Desde cedo, as crianças dominam a auto-medicação usando raízes silvestres. É a alternativa face à inexistência de um posto de saúde e à escassez de dinheiro para pagar um enfermeiro particular pelo tratamento. “Quase todos os recém-nascidos faleceram este ano, só na sede da Ombala. Até agora, o número total é de 17 óbitos, dos zero aos 2 anos e meio”, revelaram alguns líderes da comunidade. A fonte de água para o consumo é um dilema: todo o mundo sabe que é antiga e tem bichos, incluindo cobras, mas não existe outra alternativa.

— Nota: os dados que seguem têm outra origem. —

use serde::{Deserialize, Serialize};
use std::fs;
use std::path::Path;

use crate::core::error::ConfigError;

/// 应用配置
///
/// 缺失的段落或字段使用默认值。
#[derive(Debug, Deserialize, Serialize, Clone, Default, PartialEq)]
#[serde(default)]
pub struct Config {
    pub log: LogConfig,
    pub fingerprint: FingerprintConfig,
    pub plan_cache: PlanCacheSettings,
}

/// 日志配置
#[derive(Debug, Deserialize, Serialize, Clone, PartialEq)]
#[serde(default)]
pub struct LogConfig {
    pub level: String,
    pub dir: String,
    pub file: String,
    pub max_file_size: u64,
    pub max_files: usize,
    /// 是否将 warn 及以上级别同时输出到 stderr
    pub console: bool,
}

impl Default for LogConfig {
    fn default() -> Self {
        Self {
            level: "info".to_string(),
            dir: "logs".to_string(),
            file: "plan_fingerprint".to_string(),
            max_file_size: 100 * 1024 * 1024, // 100MB
            max_files: 5,
            console: false,
        }
    }
}

/// 指纹计算配置
///
/// 两个 size hint 用于预分配输出缓冲区，不影响指纹内容。
#[derive(Debug, Deserialize, Serialize, Clone, PartialEq)]
#[serde(default)]
pub struct FingerprintConfig {
    /// 投影表达式指纹的平均字节数（列引用通常为 9 字节）
    pub projection_expr_size_hint: usize,
    /// 过滤条件指纹的平均字节数（标量函数通常超过 20 字节）
    pub selection_cond_size_hint: usize,
    /// 批量计算时启用并行的最小计划数
    pub parallel_batch_threshold: usize,
}

impl Default for FingerprintConfig {
    fn default() -> Self {
        Self {
            projection_expr_size_hint: 10,
            selection_cond_size_hint: 25,
            parallel_batch_threshold: 16,
        }
    }
}

/// 计划缓存配置
#[derive(Debug, Deserialize, Serialize, Clone, PartialEq)]
#[serde(default)]
pub struct PlanCacheSettings {
    pub max_entries: usize,
    pub ttl_seconds: u64,
    pub enable_stats: bool,
}

impl Default for PlanCacheSettings {
    fn default() -> Self {
        Self {
            max_entries: 1000,
            ttl_seconds: 3600, // 1小时
            enable_stats: true,
        }
    }
}

impl Config {
    pub fn load<P: AsRef<Path>>(path: P) -> Result<Self, ConfigError> {
        let content = fs::read_to_string(path)?;
        Self::from_toml_str(&content)
    }

    pub fn from_toml_str(content: &str) -> Result<Self, ConfigError> {
        let config: Config = toml::from_str(content)?;
        config.validate()?;
        Ok(config)
    }

    pub fn save<P: AsRef<Path>>(&self, path: P) -> Result<(), ConfigError> {
        let content = toml::to_string_pretty(self)?;
        fs::write(path, content)?;
        Ok(())
    }

    /// 校验配置取值
    pub fn validate(&self) -> Result<(), ConfigError> {
        if self.plan_cache.max_entries == 0 {
            return Err(ConfigError::InvalidValue {
                key: "plan_cache.max_entries",
                reason: "必须大于0".to_string(),
            });
        }
        if self.fingerprint.parallel_batch_threshold == 0 {
            return Err(ConfigError::InvalidValue {
                key: "fingerprint.parallel_batch_threshold",
                reason: "必须大于0".to_string(),
            });
        }
        if self.log.level.trim().is_empty() {
            return Err(ConfigError::InvalidValue {
                key: "log.level",
                reason: "不能为空".to_string(),
            });
        }
        Ok(())
    }
}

A única escola foi construída por uma ONG, em 1996, e a sua cobertura foi saqueada durante o conflito armado. Nela, três professores atendem 300 crianças, da iniciação à segunda classe, sendo parte considerável dos alunos maiores de 14 anos. Os que passam para a 3ª classe enfrentam sete quilómetros a pé para chegarem à escola na sede da comuna de Sambo.

O consumo excessivo do kaporroto, aguardente produzido localmente, é companhia dos adultos às tardes, distraindo uns e fazendo brigar outros. Bebe-se mais do que se come. Pelas manhãs, o movimento das crianças divide-se em dois galhos: umas indo à lavra, outras para a escola. Destinos diferentes, mas algo em comum: todas cheias de feridas de bitacaias e suas roupas de tão sujas e rotas (na vida real) até parecem indumentárias de teatro comunitário.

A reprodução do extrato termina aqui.